Stored records:
::::::::

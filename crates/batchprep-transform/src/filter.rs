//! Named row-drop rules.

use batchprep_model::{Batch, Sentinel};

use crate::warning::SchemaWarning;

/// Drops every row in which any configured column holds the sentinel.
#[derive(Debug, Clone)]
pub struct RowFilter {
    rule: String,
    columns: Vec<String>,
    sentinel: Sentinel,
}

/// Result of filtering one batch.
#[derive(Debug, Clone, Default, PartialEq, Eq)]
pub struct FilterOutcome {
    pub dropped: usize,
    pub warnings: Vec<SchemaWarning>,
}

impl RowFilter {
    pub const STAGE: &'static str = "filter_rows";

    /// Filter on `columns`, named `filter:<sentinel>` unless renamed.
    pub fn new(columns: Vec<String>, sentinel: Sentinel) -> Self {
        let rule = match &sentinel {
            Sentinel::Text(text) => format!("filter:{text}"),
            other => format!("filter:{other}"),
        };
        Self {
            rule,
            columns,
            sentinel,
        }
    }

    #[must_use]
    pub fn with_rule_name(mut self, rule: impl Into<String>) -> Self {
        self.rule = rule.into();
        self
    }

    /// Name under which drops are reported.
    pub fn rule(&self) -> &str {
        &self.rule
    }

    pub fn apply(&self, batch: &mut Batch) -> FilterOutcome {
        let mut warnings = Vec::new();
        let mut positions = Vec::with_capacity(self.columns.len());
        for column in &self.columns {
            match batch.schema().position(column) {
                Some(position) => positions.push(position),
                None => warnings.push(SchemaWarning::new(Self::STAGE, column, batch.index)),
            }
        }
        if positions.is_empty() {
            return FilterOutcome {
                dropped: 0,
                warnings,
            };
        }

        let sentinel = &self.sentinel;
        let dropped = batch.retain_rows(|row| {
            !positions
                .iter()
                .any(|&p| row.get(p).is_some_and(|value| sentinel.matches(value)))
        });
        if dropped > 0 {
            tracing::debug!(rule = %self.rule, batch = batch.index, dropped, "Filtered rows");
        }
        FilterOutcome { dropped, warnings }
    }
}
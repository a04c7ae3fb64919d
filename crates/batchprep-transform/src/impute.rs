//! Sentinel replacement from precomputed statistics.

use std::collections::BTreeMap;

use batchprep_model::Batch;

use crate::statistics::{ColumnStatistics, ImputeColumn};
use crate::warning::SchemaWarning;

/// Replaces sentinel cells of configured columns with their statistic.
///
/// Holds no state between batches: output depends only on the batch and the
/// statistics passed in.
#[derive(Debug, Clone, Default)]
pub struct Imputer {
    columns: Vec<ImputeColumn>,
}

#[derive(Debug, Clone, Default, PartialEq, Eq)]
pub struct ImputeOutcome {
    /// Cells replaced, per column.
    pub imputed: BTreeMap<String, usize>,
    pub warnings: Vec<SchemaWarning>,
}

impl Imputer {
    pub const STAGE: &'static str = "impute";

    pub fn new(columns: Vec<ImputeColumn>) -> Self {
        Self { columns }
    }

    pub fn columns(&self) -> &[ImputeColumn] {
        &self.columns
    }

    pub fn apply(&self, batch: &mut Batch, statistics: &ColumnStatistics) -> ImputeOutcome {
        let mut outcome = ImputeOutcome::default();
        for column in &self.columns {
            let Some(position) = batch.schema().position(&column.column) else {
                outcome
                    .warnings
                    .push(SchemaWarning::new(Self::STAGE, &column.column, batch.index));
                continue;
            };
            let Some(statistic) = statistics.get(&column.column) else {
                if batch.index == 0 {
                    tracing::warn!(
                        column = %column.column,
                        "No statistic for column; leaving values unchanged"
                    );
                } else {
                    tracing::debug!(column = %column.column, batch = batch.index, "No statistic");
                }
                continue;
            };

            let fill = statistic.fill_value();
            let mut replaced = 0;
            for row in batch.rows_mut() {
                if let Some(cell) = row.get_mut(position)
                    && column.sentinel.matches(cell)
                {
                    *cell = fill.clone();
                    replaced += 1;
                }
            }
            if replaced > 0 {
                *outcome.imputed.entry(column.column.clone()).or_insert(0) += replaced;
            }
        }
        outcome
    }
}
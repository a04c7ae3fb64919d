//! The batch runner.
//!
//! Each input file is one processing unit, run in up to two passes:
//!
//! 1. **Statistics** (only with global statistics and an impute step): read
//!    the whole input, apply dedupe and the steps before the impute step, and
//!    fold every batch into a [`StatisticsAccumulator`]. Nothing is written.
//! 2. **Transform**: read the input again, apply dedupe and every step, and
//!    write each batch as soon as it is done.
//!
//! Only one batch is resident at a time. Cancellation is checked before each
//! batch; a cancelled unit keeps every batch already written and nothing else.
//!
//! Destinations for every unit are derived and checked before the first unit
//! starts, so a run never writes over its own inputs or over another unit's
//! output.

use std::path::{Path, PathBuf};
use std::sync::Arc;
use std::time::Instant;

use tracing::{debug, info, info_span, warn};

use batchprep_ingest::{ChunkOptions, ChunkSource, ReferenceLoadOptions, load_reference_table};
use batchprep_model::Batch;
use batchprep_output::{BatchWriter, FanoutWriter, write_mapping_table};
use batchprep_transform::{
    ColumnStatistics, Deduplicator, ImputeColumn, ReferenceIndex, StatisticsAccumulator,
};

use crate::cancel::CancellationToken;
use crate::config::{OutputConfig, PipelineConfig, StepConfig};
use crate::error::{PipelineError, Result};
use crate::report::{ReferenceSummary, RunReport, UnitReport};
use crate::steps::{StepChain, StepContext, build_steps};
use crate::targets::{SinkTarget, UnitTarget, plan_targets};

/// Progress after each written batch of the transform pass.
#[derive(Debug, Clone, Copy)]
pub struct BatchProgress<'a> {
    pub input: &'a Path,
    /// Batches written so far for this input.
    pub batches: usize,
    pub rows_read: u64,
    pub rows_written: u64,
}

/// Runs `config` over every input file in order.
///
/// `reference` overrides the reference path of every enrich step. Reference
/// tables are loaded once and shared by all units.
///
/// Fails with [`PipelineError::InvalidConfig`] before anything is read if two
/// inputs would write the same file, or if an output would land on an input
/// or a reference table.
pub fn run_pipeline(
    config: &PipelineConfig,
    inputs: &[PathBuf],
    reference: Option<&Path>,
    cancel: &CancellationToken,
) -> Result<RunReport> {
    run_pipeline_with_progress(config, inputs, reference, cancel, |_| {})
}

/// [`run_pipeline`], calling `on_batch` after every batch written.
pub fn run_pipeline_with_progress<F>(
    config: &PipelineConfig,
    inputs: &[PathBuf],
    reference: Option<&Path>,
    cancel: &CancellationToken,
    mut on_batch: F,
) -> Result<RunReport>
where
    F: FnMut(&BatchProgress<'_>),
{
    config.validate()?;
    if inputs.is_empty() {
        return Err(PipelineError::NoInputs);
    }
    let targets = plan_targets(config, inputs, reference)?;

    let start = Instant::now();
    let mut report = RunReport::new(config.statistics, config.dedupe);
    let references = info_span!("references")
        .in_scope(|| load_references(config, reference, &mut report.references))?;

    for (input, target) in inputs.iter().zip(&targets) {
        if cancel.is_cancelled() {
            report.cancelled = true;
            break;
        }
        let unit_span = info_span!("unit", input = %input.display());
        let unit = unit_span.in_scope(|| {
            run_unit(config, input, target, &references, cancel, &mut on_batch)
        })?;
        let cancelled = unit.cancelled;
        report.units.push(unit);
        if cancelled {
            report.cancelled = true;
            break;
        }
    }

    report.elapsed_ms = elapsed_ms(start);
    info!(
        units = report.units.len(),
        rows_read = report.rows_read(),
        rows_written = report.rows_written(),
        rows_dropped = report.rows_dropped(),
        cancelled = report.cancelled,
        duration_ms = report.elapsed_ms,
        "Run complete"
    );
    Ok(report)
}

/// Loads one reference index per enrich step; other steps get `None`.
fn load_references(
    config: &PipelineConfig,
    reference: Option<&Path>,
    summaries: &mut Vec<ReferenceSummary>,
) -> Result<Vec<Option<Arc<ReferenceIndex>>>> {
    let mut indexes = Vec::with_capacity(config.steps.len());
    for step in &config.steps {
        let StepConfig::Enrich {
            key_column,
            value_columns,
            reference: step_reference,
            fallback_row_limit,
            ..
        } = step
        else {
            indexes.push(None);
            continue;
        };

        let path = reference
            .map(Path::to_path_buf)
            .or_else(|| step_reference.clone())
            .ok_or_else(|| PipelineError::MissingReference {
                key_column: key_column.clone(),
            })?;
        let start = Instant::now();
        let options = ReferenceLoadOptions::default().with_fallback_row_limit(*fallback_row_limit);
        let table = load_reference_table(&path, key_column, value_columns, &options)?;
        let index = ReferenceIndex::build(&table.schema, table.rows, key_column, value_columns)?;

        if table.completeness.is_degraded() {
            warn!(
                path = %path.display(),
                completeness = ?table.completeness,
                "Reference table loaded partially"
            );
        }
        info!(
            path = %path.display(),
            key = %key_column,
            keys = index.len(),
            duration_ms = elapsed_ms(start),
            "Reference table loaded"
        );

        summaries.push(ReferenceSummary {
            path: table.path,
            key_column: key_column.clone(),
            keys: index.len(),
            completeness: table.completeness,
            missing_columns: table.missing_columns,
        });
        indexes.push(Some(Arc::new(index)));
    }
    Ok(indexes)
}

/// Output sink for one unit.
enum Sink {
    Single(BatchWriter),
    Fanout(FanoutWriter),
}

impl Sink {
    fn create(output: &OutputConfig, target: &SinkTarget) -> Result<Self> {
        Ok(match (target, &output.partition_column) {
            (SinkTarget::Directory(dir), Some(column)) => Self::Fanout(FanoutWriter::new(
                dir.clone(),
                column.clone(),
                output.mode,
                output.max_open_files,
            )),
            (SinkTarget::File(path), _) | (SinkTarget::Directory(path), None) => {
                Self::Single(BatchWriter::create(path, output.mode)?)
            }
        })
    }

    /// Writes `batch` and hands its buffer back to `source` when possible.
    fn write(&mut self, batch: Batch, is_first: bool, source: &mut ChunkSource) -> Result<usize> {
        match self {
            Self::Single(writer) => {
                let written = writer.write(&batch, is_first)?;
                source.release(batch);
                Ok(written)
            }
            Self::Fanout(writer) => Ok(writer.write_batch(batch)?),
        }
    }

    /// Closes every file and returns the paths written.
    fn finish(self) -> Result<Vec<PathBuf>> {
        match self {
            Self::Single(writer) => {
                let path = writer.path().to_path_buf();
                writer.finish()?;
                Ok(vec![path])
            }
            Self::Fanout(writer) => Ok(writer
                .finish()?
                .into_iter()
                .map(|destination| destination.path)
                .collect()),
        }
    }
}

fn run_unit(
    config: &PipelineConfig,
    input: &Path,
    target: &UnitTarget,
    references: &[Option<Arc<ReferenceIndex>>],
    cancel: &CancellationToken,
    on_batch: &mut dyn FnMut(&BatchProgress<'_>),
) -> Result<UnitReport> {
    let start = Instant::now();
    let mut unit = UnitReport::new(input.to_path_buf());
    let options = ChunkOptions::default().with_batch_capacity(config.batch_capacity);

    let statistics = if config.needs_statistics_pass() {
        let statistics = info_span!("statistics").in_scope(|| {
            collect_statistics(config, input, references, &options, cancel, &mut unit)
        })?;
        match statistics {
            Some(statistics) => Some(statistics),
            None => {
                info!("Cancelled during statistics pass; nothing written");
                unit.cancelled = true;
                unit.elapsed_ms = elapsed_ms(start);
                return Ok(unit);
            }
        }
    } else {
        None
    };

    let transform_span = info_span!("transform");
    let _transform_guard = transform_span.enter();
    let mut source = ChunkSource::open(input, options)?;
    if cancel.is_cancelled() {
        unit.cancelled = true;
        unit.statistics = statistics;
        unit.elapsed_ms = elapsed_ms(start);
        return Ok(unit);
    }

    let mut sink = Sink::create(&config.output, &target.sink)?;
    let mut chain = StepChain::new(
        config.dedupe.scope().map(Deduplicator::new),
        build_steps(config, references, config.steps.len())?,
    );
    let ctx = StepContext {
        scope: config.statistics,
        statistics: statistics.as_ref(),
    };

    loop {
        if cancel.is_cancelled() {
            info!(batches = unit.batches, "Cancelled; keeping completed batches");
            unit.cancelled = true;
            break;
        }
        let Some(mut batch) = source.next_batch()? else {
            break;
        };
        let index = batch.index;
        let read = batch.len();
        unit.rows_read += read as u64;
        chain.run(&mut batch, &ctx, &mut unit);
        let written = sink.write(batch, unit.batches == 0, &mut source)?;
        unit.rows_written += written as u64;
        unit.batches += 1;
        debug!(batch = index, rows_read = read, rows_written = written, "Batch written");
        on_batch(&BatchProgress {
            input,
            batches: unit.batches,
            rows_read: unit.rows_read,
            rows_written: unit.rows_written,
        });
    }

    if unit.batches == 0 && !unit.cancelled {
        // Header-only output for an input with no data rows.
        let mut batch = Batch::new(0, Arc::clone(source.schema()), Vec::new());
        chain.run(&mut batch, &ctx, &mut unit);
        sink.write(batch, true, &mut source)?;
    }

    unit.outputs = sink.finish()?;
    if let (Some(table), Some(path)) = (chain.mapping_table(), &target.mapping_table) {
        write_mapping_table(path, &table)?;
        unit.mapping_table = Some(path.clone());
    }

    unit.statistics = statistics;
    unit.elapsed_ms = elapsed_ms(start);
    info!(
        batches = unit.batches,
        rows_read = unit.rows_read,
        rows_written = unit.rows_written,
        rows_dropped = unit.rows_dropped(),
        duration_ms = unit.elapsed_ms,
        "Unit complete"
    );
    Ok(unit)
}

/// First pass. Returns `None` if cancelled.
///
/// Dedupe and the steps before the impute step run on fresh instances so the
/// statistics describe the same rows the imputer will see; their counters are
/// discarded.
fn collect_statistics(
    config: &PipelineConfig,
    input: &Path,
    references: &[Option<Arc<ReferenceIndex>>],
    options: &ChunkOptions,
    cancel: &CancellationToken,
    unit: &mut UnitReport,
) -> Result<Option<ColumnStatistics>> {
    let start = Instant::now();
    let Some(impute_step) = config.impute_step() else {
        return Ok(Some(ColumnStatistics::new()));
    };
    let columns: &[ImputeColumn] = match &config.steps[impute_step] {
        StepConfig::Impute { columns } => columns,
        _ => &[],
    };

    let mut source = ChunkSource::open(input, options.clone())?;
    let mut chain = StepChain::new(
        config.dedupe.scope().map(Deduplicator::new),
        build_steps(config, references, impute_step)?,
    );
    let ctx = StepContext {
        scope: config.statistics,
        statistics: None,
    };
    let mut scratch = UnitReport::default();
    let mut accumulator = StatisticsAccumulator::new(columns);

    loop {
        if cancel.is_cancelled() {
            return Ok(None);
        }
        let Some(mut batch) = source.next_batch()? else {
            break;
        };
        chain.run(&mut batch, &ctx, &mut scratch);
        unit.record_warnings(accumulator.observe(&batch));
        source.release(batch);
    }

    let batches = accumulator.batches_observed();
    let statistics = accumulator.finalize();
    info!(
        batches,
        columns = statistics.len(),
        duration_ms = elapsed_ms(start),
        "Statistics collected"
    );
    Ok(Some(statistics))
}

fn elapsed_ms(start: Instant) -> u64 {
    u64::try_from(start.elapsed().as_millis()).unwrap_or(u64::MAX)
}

::::::::

◆ **WHAT YOU HAVE TO DO**
Look above for every line with the word "ReferenceIndex" and copy it.

◆ **RESULT**
    ColumnStatistics, Deduplicator, ImputeColumn, ReferenceIndex, StatisticsAccumulator,
) -> Result<Vec<Option<Arc<ReferenceIndex>>>> {
        let index = ReferenceIndex::build(&table.schema, table.rows, key_column, value_columns)?;
    references: &[Option<Arc<ReferenceIndex>>],
    references: &[Option<Arc<ReferenceIndex>>],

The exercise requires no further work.